- Name
- Giovanni Volpato
- Date of birth
- 1733
- Place of birth
- Angarano/Vicenza/Italy
- Date of death
- 1803
- Place of death
- Rome/Italy
- Gender
- Male
- Biography
- Born in Bassano del Grappa (Veneto region) in 1735, Giovanni Trevisan Volpato worked as an engraver, excavator, dealer in antiquities and manufacturer of biscuit porcelain figurines. He was trained by Giovanni Antonio Remondini (1700–1769), of the famous Remondini firm of print publishers. In 1762 he went to Venice to work for the engravers Joseph Wagner and Francesco Bartolozzi producing prints after paintings by prominent rococo and baroque artists.

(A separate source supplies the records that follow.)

//! Output formatting: logo rows, keys, errors and the GTK version line

use crate::state::State;
use std::io::{self, Write};

pub const BOLD: &str = "\x1b[1m";
pub const RESET: &str = "\x1b[0m";
pub const ERROR_STYLE: &str = "\x1b[1;31m";

/// Render cursor: owns the output and the current logo row.
///
/// The row counter starts at zero and only ever grows; every logo row that is
/// written advances it by one.
pub struct Printer<'a, W: Write> {
    out: W,
    state: &'a State,
    row: usize,
}

impl<'a, W: Write> Printer<'a, W> {
    pub fn new(state: &'a State, out: W) -> Self {
        Self { out, state, row: 0 }
    }

    pub fn state(&self) -> &'a State {
        self.state
    }

    pub fn row(&self) -> usize {
        self.row
    }

    pub fn into_inner(self) -> W {
        self.out
    }

    /// Raw output, for values that follow a key
    pub fn write_str(&mut self, text: &str) -> io::Result<()> {
        self.out.write_all(text.as_bytes())
    }

    pub fn newline(&mut self) -> io::Result<()> {
        self.out.write_all(b"\n")
    }

    pub fn print_logo_line(&mut self) -> io::Result<()> {
        let line = self
            .state
            .logo
            .render_row(self.row, self.state.logo_separator);
        self.row += 1;
        self.out.write_all(line.as_bytes())
    }

    /// `key: ` in the key color, without a newline
    pub fn print_key(&mut self, key: &str) -> io::Result<()> {
        write!(self.out, "{}{}{}{}: ", self.state.color, BOLD, key, RESET)
    }

    pub fn print_logo_and_key(&mut self, key: &str) -> io::Result<()> {
        self.print_logo_line()?;
        self.print_key(key)
    }

    /// A complete `key: value` row
    pub fn print_value(&mut self, key: &str, value: &str) -> io::Result<()> {
        self.print_logo_and_key(key)?;
        writeln!(self.out, "{}", value)
    }

    /// Shown only with `--show-errors`; otherwise the category disappears
    pub fn print_error(&mut self, key: &str, message: &str) -> io::Result<()> {
        tracing::debug!(key, message, "category failed");
        if !self.state.show_errors {
            return Ok(());
        }
        self.print_logo_and_key(key)?;
        writeln!(self.out, "{}{}{}", ERROR_STYLE, message, RESET)
    }

    pub fn print_gtk_pretty(
        &mut self,
        gtk2: Option<&str>,
        gtk3: Option<&str>,
        gtk4: Option<&str>,
    ) -> io::Result<()> {
        match format_gtk_pretty(gtk2, gtk3, gtk4) {
            Some(line) => self.write_str(&line),
            None => Ok(()),
        }
    }

    /// Emit the logo rows no category has reached yet
    pub fn print_remaining_logo(&mut self) -> io::Result<()> {
        while self.row < self.state.logo.height() {
            self.print_logo_line()?;
            self.newline()?;
        }
        self.out.flush()
    }
}

/// Merge GTK2/3/4 values into one line, grouping equal versions.
///
/// Empty strings count as unset. Returns `None` when nothing is set.
pub fn format_gtk_pretty(
    gtk2: Option<&str>,
    gtk3: Option<&str>,
    gtk4: Option<&str>,
) -> Option<String> {
    let line = match (non_empty(gtk2), non_empty(gtk3), non_empty(gtk4)) {
        (Some(g2), Some(g3), Some(g4)) => {
            if g2 == g3 && g2 == g4 {
                format!("{} [GTK2/3/4]", g2)
            } else if g2 == g3 {
                format!("{} [GTK2/3], {} [GTK4]", g2, g4)
            } else if g3 == g4 {
                format!("{} [GTK2], {} [GTK3/4]", g2, g3)
            } else {
                format!("{} [GTK2], {} [GTK3], {} [GTK4]", g2, g3, g4)
            }
        }
        (Some(a), Some(b), None) => pair(a, b, "2", "3"),
        (None, Some(a), Some(b)) => pair(a, b, "3", "4"),
        (Some(a), None, Some(b)) => pair(a, b, "2", "4"),
        (Some(v), None, None) => format!("{} [GTK2]", v),
        (None, Some(v), None) => format!("{} [GTK3]", v),
        (None, None, Some(v)) => format!("{} [GTK4]", v),
        (None, None, None) => return None,
    };
    Some(line)
}

fn non_empty(value: Option<&str>) -> Option<&str> {
    value.filter(|v| !v.is_empty())
}

fn pair(a: &str, b: &str, first: &str, second: &str) -> String {
    if a == b {
        format!("{} [GTK{}/{}]", a, first, second)
    } else {
        format!("{} [GTK{}], {} [GTK{}]", a, first, b, second)
    }
}

#[cfg(test)]
mod tests {
    use super::*;
    use crate::state::test_state;

    fn gtk(g2: &str, g3: &str, g4: &str) -> Option<String> {
        format_gtk_pretty(Some(g2), Some(g3), Some(g4))
    }

    #[test]
    fn gtk_all_three_set() {
        assert_eq!(gtk("1.0", "1.0", "1.0").as_deref(), Some("1.0 [GTK2/3/4]"));
        assert_eq!(gtk("1.0", "1.0", "2.0").as_deref(), Some("1.0 [GTK2/3], 2.0 [GTK4]"));
        assert_eq!(gtk("1.0", "2.0", "2.0").as_deref(), Some("1.0 [GTK2], 2.0 [GTK3/4]"));
        assert_eq!(
            gtk("1.0", "2.0", "1.0").as_deref(),
            Some("1.0 [GTK2], 2.0 [GTK3], 1.0 [GTK4]")
        );
        assert_eq!(
            gtk("a", "b", "c").as_deref(),
            Some("a [GTK2], b [GTK3], c [GTK4]")
        );
    }

    #[test]
    fn gtk_pairs_and_singles() {
        assert_eq!(gtk("", "1.0", "").as_deref(), Some("1.0 [GTK3]"));
        assert_eq!(gtk("x", "x", "").as_deref(), Some("x [GTK2/3]"));
        assert_eq!(gtk("", "x", "y").as_deref(), Some("x [GTK3], y [GTK4]"));
        assert_eq!(gtk("x", "", "x").as_deref(), Some("x [GTK2/4]"));
        assert_eq!(gtk("x", "", "y").as_deref(), Some("x [GTK2], y [GTK4]"));
        assert_eq!(format_gtk_pretty(None, None, Some("z")).as_deref(), Some("z [GTK4]"));
        assert_eq!(gtk("", "", ""), None);
        assert_eq!(format_gtk_pretty(None, None, None), None);
    }

    #[test]
    fn key_is_bold_and_colored() {
        let state = test_state();
        let mut printer = Printer::new(&state, Vec::new());
        printer.print_key("OS").unwrap();
        assert_eq!(printer.row(), 0);
        let out = String::from_utf8(printer.into_inner()).unwrap();
        assert_eq!(out, "\x1b[35m\x1b[1mOS\x1b[0m: ");
    }

    #[test]
    fn logo_rows_advance_the_counter() {
        let state = test_state();
        let mut printer = Printer::new(&state, Vec::new());
        printer.print_value("Kernel", "6.1.0").unwrap();
        assert_eq!(printer.row(), 1);
        let out = String::from_utf8(printer.into_inner()).unwrap();
        assert_eq!(
            out,
            "\x1b[36m\x1b[1m/\\\x1b[0m \x1b[35m\x1b[1mKernel\x1b[0m: 6.1.0\n"
        );
    }

    #[test]
    fn errors_hidden_by_default() {
        let state = test_state();
        let mut printer = Printer::new(&state, Vec::new());
        printer.print_error("Battery", "No battery found").unwrap();
        assert_eq!(printer.row(), 0);
        assert!(printer.into_inner().is_empty());
    }

    #[test]
    fn errors_shown_when_enabled() {
        let mut state = test_state();
        state.show_errors = true;
        let mut printer = Printer::new(&state, Vec::new());
        printer.print_error("Battery", "No battery found").unwrap();
        assert_eq!(printer.row(), 1);
        let out = String::from_utf8(printer.into_inner()).unwrap();
        assert!(out.ends_with("Battery\x1b[0m: \x1b[1;31mNo battery found\x1b[0m\n"));
    }

    #[test]
    fn remaining_logo_rows_are_flushed() {
        let state = test_state();
        let mut printer = Printer::new(&state, Vec::new());
        printer.print_value("OS", "Linux").unwrap();
        printer.print_remaining_logo().unwrap();
        assert_eq!(printer.row(), 2);

        // nothing left to print once the logo is exhausted
        printer.print_remaining_logo().unwrap();
        assert_eq!(printer.row(), 2);
        let out = String::from_utf8(printer.into_inner()).unwrap();
        assert_eq!(out.lines().count(), 2);
    }
}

In 1771 he went to Rome where he worked on his own account and trained many others. He engraved a series of landscapes and vedute of Rome with Louis Ducros. Volpato’s activities as an excavator in Ostia (1779), Porta San Sebastiano (1779) and Quadraro (1780) enabled him to generate archaeological scenes of his own invention which found a ready market through his links to British antiquarian dealer Thomas Jenkins and his Scottish counterpart, Gavin Hamilton. In 1785 Volpato founded a factory for biscuit porcelain after famous Roman statues.